Stored items

-=-=-=-=-

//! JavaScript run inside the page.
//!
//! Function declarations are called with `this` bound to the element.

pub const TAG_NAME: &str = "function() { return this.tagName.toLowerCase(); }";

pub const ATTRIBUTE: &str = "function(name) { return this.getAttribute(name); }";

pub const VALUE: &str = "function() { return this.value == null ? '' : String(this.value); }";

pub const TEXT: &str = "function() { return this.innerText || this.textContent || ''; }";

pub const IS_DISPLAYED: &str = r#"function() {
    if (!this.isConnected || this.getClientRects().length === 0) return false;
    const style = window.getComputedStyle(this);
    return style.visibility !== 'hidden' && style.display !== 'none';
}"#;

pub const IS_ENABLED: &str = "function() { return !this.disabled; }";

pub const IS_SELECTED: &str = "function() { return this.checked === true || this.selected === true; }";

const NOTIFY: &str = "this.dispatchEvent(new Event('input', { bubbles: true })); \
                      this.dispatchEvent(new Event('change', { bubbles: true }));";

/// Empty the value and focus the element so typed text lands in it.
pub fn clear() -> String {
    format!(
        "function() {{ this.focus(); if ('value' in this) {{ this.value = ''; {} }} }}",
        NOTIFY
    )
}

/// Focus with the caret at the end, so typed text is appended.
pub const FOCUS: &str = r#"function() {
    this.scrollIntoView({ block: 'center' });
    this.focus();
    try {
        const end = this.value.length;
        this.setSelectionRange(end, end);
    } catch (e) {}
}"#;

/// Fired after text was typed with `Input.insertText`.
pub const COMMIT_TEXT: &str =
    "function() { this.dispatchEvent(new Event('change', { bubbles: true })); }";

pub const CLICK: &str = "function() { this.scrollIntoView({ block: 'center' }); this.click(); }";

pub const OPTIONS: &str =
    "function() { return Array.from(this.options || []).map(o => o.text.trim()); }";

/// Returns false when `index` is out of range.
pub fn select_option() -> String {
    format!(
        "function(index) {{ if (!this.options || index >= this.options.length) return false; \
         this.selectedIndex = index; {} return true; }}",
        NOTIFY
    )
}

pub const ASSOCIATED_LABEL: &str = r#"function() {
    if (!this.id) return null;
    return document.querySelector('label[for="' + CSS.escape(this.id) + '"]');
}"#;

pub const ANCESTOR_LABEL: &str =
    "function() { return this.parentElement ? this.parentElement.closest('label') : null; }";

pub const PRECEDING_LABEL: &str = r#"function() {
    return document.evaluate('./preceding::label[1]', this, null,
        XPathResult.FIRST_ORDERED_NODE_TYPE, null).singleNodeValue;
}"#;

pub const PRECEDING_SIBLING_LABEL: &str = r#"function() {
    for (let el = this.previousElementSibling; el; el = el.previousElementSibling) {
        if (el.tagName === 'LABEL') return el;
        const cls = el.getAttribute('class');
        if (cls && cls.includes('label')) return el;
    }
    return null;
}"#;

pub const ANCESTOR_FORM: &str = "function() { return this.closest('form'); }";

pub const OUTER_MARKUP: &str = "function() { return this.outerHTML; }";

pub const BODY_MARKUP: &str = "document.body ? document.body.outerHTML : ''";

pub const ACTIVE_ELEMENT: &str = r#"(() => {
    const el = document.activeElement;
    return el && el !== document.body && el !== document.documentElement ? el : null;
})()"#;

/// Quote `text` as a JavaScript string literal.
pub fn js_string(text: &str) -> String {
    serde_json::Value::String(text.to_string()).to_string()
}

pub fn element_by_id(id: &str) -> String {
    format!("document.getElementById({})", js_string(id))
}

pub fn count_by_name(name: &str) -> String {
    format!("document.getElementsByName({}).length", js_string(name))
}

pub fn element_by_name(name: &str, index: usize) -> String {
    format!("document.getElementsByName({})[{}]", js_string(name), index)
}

-=-=-=-=-

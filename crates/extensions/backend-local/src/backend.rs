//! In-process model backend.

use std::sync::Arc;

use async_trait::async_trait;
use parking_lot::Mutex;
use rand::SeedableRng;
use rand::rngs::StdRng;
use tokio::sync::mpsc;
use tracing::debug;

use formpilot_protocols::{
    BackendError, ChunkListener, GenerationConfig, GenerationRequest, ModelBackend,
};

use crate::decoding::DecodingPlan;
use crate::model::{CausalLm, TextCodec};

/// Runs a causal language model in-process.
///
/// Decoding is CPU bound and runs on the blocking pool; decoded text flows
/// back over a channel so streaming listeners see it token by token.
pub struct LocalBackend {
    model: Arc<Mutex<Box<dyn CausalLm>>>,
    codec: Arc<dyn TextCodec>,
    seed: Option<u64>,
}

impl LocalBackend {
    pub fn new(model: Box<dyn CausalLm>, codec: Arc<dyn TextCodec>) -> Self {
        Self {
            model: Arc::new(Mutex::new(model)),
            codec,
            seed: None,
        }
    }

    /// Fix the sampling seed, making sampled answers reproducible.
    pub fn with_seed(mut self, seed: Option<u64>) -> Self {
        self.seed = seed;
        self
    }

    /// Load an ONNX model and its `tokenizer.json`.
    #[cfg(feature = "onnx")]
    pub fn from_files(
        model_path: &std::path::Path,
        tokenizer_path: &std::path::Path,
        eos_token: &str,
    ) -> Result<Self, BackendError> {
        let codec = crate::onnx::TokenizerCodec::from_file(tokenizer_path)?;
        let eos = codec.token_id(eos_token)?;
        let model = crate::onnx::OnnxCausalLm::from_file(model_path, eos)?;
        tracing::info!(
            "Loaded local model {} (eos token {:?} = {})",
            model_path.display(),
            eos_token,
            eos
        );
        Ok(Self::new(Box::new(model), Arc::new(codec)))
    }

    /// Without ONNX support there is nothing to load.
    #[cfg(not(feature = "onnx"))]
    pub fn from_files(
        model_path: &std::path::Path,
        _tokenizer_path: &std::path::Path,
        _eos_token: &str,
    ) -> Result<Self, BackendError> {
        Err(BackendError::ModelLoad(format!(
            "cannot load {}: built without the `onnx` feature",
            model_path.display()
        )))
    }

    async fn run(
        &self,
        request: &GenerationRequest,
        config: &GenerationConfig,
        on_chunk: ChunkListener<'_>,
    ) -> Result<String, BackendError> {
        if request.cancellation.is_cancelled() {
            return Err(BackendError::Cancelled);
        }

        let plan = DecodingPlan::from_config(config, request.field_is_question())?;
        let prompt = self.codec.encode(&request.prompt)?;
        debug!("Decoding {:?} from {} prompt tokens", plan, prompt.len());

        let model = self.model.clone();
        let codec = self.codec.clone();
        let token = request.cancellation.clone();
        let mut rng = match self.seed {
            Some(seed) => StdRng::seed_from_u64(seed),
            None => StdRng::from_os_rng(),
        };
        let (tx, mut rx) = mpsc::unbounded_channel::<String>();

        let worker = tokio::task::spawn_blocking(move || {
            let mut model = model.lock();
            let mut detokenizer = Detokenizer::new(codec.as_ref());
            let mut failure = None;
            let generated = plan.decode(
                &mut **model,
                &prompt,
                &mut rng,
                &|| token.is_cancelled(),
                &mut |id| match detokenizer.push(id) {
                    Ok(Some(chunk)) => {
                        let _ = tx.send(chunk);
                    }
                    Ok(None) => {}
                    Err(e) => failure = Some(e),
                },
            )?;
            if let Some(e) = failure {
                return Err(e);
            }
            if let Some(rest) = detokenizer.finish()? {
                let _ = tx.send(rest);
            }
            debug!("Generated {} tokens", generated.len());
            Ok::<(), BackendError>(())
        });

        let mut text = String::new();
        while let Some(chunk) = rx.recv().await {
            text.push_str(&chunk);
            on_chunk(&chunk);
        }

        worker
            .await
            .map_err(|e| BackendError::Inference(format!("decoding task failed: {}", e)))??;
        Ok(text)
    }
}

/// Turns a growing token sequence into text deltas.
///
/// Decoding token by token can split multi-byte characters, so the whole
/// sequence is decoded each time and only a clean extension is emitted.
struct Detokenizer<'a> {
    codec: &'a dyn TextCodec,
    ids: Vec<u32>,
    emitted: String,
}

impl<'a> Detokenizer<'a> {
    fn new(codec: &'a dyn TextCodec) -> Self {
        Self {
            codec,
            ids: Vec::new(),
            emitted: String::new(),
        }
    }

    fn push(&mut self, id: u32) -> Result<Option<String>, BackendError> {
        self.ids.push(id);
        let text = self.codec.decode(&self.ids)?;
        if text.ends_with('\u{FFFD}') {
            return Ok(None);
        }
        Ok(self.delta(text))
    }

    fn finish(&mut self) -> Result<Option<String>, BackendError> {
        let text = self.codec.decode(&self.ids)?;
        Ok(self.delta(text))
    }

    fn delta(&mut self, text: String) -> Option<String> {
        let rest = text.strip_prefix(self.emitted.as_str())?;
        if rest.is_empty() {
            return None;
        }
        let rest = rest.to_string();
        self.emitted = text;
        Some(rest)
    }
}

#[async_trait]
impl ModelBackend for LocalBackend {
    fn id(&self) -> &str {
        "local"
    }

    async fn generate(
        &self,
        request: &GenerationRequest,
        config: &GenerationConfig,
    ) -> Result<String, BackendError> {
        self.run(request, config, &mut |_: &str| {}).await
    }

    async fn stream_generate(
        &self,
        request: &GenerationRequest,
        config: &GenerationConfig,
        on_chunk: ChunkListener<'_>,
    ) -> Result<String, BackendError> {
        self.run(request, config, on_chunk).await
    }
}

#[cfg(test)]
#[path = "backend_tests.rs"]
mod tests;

-=-=-=-=-

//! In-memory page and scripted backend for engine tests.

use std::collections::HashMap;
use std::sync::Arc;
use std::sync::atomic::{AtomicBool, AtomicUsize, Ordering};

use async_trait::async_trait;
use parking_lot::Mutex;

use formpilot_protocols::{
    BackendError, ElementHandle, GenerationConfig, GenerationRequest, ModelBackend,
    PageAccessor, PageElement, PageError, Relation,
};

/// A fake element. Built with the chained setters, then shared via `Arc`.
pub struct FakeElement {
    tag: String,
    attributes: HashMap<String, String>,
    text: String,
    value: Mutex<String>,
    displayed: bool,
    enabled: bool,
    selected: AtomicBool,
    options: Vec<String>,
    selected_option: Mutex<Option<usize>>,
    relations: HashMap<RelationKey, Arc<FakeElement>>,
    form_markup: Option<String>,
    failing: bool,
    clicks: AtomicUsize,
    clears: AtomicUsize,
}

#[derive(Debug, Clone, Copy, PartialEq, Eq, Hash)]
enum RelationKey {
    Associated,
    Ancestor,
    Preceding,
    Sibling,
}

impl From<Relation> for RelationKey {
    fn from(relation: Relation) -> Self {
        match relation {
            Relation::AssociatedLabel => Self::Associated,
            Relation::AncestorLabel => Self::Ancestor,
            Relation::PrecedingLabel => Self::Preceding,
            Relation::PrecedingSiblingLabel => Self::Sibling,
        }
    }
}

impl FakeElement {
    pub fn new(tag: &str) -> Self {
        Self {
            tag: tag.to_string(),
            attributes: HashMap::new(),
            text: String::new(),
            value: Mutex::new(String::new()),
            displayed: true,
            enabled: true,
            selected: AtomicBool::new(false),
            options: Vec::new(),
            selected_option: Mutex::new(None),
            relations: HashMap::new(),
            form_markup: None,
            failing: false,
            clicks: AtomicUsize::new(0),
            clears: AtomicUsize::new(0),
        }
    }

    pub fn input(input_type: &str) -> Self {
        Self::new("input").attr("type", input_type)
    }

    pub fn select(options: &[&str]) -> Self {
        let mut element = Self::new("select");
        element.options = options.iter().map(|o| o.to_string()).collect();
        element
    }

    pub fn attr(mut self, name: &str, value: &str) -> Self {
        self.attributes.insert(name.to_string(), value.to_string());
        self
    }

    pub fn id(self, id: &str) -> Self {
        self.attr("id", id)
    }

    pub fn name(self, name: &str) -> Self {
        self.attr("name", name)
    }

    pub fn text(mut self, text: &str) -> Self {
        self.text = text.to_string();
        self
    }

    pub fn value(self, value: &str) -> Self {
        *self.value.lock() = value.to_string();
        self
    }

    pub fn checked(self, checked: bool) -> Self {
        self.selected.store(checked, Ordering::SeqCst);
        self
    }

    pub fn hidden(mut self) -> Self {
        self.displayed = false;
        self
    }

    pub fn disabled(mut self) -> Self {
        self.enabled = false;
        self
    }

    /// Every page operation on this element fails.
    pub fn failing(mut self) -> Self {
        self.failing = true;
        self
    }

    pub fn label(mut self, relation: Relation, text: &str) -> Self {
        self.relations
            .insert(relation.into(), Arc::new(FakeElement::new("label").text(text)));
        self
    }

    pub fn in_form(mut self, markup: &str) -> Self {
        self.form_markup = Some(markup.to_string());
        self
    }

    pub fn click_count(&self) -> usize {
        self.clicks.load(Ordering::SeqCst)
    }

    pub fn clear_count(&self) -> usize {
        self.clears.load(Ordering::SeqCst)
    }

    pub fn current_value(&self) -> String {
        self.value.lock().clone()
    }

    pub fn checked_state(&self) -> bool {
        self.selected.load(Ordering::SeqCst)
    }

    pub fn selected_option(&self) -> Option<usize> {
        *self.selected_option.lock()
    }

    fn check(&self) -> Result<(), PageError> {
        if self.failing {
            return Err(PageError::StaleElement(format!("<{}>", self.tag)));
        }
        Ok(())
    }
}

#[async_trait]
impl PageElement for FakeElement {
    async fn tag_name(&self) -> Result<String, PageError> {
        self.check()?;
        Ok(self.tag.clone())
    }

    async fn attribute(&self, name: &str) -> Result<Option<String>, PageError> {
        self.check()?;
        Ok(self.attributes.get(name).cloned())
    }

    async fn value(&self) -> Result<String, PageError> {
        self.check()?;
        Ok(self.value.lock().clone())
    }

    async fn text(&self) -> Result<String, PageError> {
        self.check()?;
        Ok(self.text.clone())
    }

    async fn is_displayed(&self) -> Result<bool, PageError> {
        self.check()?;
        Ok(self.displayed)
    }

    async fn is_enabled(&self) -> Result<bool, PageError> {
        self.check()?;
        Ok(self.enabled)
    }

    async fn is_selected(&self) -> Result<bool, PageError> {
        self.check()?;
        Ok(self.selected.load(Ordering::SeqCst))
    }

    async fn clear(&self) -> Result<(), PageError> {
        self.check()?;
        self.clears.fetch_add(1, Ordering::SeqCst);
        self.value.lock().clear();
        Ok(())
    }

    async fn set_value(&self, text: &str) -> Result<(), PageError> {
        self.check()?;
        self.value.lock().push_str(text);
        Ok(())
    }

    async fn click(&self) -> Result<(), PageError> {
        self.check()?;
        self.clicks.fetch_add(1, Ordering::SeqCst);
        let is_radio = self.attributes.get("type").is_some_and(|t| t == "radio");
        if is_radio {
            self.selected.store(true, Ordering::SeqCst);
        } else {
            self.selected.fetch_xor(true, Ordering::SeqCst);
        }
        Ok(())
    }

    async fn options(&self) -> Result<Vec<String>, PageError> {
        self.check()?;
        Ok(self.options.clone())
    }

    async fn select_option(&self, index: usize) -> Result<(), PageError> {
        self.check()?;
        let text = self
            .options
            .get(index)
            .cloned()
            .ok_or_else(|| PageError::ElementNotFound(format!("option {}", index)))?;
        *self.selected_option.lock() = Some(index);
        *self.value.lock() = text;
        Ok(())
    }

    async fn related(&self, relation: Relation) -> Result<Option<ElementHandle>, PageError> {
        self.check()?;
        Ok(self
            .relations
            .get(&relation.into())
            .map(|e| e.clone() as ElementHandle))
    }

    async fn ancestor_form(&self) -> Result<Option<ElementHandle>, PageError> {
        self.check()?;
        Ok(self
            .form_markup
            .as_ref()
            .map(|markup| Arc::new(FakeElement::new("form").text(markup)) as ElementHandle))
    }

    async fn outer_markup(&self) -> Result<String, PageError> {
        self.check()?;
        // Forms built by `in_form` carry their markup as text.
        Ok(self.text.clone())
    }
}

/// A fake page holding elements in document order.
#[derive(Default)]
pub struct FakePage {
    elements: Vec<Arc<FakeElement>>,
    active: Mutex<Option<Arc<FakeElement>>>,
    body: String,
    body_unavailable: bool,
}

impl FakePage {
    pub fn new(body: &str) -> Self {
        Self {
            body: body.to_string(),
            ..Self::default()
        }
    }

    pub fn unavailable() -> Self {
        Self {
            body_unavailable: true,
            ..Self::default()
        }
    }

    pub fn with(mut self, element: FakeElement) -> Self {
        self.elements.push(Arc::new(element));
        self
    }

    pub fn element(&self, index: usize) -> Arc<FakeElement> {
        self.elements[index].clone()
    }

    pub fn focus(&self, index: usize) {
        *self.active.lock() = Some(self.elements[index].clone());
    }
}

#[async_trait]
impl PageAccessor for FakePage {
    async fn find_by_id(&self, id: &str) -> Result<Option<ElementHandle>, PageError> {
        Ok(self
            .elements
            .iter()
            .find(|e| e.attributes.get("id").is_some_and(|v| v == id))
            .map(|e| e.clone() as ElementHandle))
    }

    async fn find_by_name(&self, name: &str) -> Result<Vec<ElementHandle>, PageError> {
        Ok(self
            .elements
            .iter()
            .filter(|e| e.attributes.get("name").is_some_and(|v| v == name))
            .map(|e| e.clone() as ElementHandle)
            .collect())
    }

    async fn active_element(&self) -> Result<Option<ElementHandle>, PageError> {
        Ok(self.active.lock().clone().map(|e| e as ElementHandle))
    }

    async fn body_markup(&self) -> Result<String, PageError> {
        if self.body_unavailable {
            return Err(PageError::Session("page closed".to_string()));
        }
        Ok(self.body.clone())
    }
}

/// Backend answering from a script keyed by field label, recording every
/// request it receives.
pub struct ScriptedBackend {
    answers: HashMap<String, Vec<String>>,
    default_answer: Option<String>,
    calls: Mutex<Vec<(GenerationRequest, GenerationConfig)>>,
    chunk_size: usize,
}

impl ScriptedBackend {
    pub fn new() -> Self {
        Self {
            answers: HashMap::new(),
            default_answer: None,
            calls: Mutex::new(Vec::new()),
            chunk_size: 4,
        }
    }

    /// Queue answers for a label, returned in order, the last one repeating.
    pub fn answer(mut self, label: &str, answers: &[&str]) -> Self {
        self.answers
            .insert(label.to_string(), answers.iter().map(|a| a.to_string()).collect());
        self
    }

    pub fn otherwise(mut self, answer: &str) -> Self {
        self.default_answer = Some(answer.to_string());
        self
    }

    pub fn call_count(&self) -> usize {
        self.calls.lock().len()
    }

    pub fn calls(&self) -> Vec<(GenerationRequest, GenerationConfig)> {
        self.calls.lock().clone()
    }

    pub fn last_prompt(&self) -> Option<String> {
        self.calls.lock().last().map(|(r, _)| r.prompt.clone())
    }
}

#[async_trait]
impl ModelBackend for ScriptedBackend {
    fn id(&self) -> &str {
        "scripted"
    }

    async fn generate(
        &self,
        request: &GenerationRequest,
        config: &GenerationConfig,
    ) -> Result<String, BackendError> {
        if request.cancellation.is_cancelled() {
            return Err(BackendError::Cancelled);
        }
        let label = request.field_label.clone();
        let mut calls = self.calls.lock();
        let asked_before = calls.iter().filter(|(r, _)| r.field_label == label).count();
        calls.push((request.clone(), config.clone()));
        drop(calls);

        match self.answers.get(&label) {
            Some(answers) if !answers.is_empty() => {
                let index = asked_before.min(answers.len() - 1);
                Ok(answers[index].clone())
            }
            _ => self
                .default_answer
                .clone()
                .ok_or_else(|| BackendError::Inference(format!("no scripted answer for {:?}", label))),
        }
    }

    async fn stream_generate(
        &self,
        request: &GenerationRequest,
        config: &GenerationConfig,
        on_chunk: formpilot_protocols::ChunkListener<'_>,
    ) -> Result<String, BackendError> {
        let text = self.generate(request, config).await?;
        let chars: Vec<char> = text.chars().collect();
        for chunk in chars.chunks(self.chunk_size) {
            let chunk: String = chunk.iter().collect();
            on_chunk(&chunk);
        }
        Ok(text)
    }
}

-=-=-=-=-

How many of the lines above contain the string "getAttribute"? Give the number only.

__TASK RESPONSE__
2